### What is expected:
Going through the entries below, count each line containing the word "HitMine". Report the number only.

### Supplied entries:
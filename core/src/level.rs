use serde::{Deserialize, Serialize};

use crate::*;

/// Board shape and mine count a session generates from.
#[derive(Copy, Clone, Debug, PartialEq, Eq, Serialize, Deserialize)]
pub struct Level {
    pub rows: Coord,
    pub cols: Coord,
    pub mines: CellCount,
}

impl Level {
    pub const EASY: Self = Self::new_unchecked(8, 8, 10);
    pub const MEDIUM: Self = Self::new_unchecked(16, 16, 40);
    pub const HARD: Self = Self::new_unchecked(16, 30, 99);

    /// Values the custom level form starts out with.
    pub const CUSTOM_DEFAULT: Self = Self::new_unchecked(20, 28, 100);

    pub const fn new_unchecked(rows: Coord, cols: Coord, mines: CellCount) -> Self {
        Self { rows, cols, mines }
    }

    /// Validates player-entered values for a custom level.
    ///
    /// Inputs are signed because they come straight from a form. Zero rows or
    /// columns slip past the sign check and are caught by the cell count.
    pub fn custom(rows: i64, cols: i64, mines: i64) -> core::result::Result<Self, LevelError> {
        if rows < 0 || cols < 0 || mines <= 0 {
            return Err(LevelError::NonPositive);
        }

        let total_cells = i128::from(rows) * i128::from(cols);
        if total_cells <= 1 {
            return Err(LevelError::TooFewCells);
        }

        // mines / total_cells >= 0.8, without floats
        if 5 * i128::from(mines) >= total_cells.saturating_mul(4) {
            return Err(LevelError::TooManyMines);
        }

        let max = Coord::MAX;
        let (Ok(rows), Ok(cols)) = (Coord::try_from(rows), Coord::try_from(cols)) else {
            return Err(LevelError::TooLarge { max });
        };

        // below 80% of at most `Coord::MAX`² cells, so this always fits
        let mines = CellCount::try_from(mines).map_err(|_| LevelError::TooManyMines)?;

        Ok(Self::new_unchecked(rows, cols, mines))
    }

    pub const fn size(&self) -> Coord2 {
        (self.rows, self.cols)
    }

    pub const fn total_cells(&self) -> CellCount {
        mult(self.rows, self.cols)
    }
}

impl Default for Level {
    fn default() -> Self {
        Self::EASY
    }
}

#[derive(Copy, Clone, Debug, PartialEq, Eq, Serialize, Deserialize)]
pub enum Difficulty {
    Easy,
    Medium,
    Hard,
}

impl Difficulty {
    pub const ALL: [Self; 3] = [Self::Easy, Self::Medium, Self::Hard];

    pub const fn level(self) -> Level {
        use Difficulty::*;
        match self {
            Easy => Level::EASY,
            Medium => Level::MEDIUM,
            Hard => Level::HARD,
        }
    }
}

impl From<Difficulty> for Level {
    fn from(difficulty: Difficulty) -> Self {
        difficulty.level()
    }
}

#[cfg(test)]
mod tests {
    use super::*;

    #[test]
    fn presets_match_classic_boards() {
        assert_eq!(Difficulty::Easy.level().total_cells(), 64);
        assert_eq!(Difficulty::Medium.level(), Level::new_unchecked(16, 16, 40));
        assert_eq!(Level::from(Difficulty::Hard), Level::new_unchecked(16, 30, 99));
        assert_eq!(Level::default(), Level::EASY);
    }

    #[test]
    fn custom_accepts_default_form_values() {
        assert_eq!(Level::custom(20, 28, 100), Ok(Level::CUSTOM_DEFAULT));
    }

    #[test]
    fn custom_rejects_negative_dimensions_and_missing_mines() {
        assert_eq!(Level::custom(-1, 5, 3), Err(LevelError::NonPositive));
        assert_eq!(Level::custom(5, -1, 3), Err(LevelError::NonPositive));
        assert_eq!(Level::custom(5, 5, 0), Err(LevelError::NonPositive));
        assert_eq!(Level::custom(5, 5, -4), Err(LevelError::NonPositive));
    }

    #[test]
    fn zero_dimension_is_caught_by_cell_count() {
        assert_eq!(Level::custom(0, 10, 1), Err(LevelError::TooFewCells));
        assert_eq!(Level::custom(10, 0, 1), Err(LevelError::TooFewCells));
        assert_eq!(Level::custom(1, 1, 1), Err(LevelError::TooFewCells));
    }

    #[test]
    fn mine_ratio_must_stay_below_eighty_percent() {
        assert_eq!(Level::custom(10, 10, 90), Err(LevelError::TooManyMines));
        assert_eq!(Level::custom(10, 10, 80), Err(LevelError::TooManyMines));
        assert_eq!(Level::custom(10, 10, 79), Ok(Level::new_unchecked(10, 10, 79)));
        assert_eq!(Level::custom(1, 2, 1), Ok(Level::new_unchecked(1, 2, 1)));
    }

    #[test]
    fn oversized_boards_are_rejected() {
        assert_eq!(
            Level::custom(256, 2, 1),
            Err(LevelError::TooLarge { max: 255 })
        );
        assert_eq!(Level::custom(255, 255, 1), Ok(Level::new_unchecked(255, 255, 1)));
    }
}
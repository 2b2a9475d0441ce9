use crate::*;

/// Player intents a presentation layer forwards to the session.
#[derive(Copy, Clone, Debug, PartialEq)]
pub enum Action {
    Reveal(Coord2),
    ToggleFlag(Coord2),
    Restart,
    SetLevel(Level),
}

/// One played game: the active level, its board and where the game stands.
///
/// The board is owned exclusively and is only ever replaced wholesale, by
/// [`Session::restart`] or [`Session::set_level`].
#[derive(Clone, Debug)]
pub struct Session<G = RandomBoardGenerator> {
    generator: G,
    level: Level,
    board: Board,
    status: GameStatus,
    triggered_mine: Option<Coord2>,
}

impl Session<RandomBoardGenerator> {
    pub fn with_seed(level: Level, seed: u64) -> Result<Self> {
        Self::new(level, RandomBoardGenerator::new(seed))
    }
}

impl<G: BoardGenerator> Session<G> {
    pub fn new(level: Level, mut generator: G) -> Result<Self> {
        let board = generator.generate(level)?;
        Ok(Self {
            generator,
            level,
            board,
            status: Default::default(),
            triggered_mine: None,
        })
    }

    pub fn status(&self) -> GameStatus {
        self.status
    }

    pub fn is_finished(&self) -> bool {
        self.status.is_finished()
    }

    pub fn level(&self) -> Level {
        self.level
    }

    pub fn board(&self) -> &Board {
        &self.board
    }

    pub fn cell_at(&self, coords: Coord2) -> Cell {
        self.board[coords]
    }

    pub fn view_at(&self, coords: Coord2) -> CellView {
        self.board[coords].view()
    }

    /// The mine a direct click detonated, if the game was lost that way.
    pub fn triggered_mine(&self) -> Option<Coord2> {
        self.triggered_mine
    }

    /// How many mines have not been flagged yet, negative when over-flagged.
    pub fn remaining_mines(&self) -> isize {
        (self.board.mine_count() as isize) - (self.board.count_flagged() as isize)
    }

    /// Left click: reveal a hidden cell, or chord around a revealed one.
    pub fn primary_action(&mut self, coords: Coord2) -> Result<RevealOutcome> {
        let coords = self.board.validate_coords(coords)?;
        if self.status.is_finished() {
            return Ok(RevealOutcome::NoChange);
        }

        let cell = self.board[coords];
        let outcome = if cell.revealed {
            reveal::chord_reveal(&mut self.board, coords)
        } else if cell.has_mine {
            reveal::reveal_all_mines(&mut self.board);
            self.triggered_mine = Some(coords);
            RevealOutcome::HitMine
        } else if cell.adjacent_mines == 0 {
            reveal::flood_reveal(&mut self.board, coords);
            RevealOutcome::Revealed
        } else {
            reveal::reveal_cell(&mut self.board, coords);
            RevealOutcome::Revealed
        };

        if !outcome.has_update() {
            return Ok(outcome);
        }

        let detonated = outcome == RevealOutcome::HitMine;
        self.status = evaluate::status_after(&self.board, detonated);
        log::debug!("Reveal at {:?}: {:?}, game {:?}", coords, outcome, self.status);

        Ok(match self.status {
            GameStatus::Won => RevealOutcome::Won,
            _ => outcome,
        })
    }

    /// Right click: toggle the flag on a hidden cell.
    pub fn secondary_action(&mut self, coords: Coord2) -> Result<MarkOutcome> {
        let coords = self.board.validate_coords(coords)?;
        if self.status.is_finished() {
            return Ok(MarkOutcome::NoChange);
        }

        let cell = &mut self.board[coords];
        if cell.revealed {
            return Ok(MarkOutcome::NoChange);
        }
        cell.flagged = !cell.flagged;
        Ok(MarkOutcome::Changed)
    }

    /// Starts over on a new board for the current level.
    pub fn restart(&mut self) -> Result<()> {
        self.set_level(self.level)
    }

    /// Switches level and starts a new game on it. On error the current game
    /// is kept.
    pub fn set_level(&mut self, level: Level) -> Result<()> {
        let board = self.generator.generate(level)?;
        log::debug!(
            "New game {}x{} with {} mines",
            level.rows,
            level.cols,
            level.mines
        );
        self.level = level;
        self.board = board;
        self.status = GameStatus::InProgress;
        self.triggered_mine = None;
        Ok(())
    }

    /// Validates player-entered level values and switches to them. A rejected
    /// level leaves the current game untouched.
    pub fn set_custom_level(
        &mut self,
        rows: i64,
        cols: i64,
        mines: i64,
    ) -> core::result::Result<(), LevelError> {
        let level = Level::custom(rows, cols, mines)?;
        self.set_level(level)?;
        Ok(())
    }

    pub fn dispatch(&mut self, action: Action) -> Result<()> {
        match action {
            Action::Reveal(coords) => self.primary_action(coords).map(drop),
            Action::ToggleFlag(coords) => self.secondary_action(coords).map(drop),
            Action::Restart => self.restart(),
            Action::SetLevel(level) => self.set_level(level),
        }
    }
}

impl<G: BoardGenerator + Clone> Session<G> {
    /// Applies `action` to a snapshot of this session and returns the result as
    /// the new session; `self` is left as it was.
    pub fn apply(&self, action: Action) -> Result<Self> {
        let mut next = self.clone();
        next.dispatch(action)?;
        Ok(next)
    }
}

### Solved problem:
2